This week in ideas: Using drones for medicine, fighting Zika, re-imagining passwords

Welcome back to This Week in Ideas, our roundup of the thoughtful and inspiring stories that had the Freethink team talking.

A new way to deliver lab results: Drones! NPR reports how the hot new tech item could transform medicine “not only in rural areas by bringing critical supplies into hard-to-reach places, but also in crowded cities where hospitals pay hefty fees to get medical samples across town during rush hour.”

**Fighting Zika with GMOs:** Genetically modified mosquitos could help public health researchers eradicate the threat of Zika and countless other mosquito-born diseases. Many people are irrationally scared of genetic modification. 538 explains how those two facts are colliding in a tiny Florida community (pictured below), which could, in turn, influence the way we fight Zika around the world.

ambj-mosquito-map-v2
Map via 538

Selfies as passwords: Instead of letters and numbers, what if you could use a picture of your own face to gain access to online services? It’s not that crazy, considering we’ve used pictures of ourselves to gain access to all kinds of things in the physical world for decades. But it would definitely signal the start of a new era of verifying our identities online.

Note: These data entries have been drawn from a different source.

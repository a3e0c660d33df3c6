//! In-memory message log.
//!
//! [`LogQueue`] is a `tracing` layer that keeps the most recent events so
//! they can be paged in log mode. Each rendered line looks like
//! `[12:34:56]<E> message`, the level letter always at byte 11.

use std::collections::VecDeque;
use std::fmt::{self, Write as _};
use std::sync::{Arc, Mutex, MutexGuard};

use chrono::{DateTime, Local};
use tracing::field::{Field, Visit};
use tracing::{Event, Level, Subscriber};
use tracing_subscriber::layer::{Context, Layer};

/// Default number of events kept.
pub const DEFAULT_CAPACITY: usize = 500;

/// One recorded event.
#[derive(Debug, Clone, PartialEq, Eq)]
pub struct LogEntry {
    pub time: DateTime<Local>,
    pub level: Level,
    pub message: String,
}

impl LogEntry {
    /// The entry as one line of the log view.
    pub fn render(&self) -> String {
        format!(
            "[{}]<{}> {}\n",
            self.time.format("%H:%M:%S"),
            level_code(&self.level),
            self.message
        )
    }
}

/// One-letter code of a level: `E`rror, `W`arning, `M`essage, debug `1`, trace `2`.
pub fn level_code(level: &Level) -> char {
    match *level {
        Level::ERROR => 'E',
        Level::WARN => 'W',
        Level::INFO => 'M',
        Level::DEBUG => '1',
        Level::TRACE => '2',
    }
}

/// Bounded queue of recent events, shared between the layer and readers.
#[derive(Debug, Clone)]
pub struct LogQueue {
    entries: Arc<Mutex<VecDeque<LogEntry>>>,
    capacity: usize,
}

impl LogQueue {
    pub fn new(capacity: usize) -> Self {
        Self {
            entries: Arc::new(Mutex::new(VecDeque::with_capacity(capacity.min(1024)))),
            capacity: capacity.max(1),
        }
    }

    fn lock(&self) -> MutexGuard<'_, VecDeque<LogEntry>> {
        self.entries.lock().unwrap_or_else(|e| e.into_inner())
    }

    /// Append an entry, dropping the oldest when full.
    pub fn push(&self, entry: LogEntry) {
        let mut entries = self.lock();
        while entries.len() >= self.capacity {
            entries.pop_front();
        }
        entries.push_back(entry);
    }

    pub fn len(&self) -> usize {
        self.lock().len()
    }

    pub fn is_empty(&self) -> bool {
        self.lock().is_empty()
    }

    /// All entries as log-view text, oldest first.
    pub fn render(&self) -> String {
        self.lock().iter().map(LogEntry::render).collect()
    }

    pub fn clear(&self) {
        self.lock().clear();
    }
}

impl Default for LogQueue {
    fn default() -> Self {
        Self::new(DEFAULT_CAPACITY)
    }
}

/// Collects an event's message followed by its other fields.
#[derive(Default)]
struct MessageVisitor {
    message: String,
    fields: String,
}

impl Visit for MessageVisitor {
    fn record_str(&mut self, field: &Field, value: &str) {
        if field.name() == "message" {
            self.message.push_str(value);
        } else {
            let _ = write!(self.fields, " {}={}", field.name(), value);
        }
    }

    fn record_debug(&mut self, field: &Field, value: &dyn fmt::Debug) {
        if field.name() == "message" {
            let _ = write!(self.message, "{value:?}");
        } else {
            let _ = write!(self.fields, " {}={:?}", field.name(), value);
        }
    }
}

impl<S: Subscriber> Layer<S> for LogQueue {
    fn on_event(&self, event: &Event<'_>, _ctx: Context<'_, S>) {
        let mut visitor = MessageVisitor::default();
        event.record(&mut visitor);
        let mut message = visitor.message;
        message.push_str(&visitor.fields);
        // keep each entry on one line of the log view
        let message = message.replace('\n', " ");
        self.push(LogEntry {
            time: Local::now(),
            level: *event.metadata().level(),
            message,
        });
    }
}

#[cfg(test)]
mod tests {
    use super::*;
    use tracing_subscriber::layer::SubscriberExt;

    fn entry(level: Level, message: &str) -> LogEntry {
        LogEntry {
            time: Local::now(),
            level,
            message: message.to_string(),
        }
    }

    #[test]
    fn test_render_format() {
        let line = entry(Level::ERROR, "disk full").render();
        assert_eq!(line.len(), "[00:00:00]<E> disk full\n".len());
        assert_eq!(line.as_bytes()[11], b'E');
        assert!(line.ends_with("<E> disk full\n"));
    }

    #[test]
    fn test_level_codes() {
        assert_eq!(level_code(&Level::WARN), 'W');
        assert_eq!(level_code(&Level::INFO), 'M');
        assert_eq!(level_code(&Level::DEBUG), '1');
        assert_eq!(level_code(&Level::TRACE), '2');
    }

    #[test]
    fn test_capacity_drops_oldest() {
        let queue = LogQueue::new(2);
        queue.push(entry(Level::INFO, "one"));
        queue.push(entry(Level::INFO, "two"));
        queue.push(entry(Level::INFO, "three"));
        let text = queue.render();
        let lines: Vec<&str> = text.lines().collect();
        assert_eq!(queue.len(), 2);
        assert!(lines[0].ends_with("<M> two"));
        assert!(lines[1].ends_with("<M> three"));
    }

    #[test]
    fn test_layer_records_events() {
        let queue = LogQueue::new(10);
        let subscriber = tracing_subscriber::registry().with(queue.clone());
        tracing::subscriber::with_default(subscriber, || {
            tracing::error!("boom");
            tracing::info!(rows = 3, "loaded");
        });
        let text = queue.render();
        let lines: Vec<&str> = text.lines().collect();
        assert_eq!(lines.len(), 2);
        assert!(lines[0].ends_with("<E> boom"));
        assert!(lines[1].ends_with("<M> loaded rows=3"));
    }

    #[test]
    fn test_clear() {
        let queue = LogQueue::default();
        queue.push(entry(Level::WARN, "x"));
        assert!(!queue.is_empty());
        queue.clear();
        assert_eq!(queue.len(), 0);
    }
}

Was Theranos actually on to something? Theranos’s spectacular fall aside, Florence Comite argues in VentureBeat that the blood testing industry could use some disruption: “The opportunity for a more convenient, accurate, and less painful draw, especially for chronic conditions such as diabetes, is tremendous.”

Hold on there, Elon Musk: The SpaceX founder believes we need 1 million people to create a civilization on Mars. Satellite consultant David VomLehn says that number is way too low.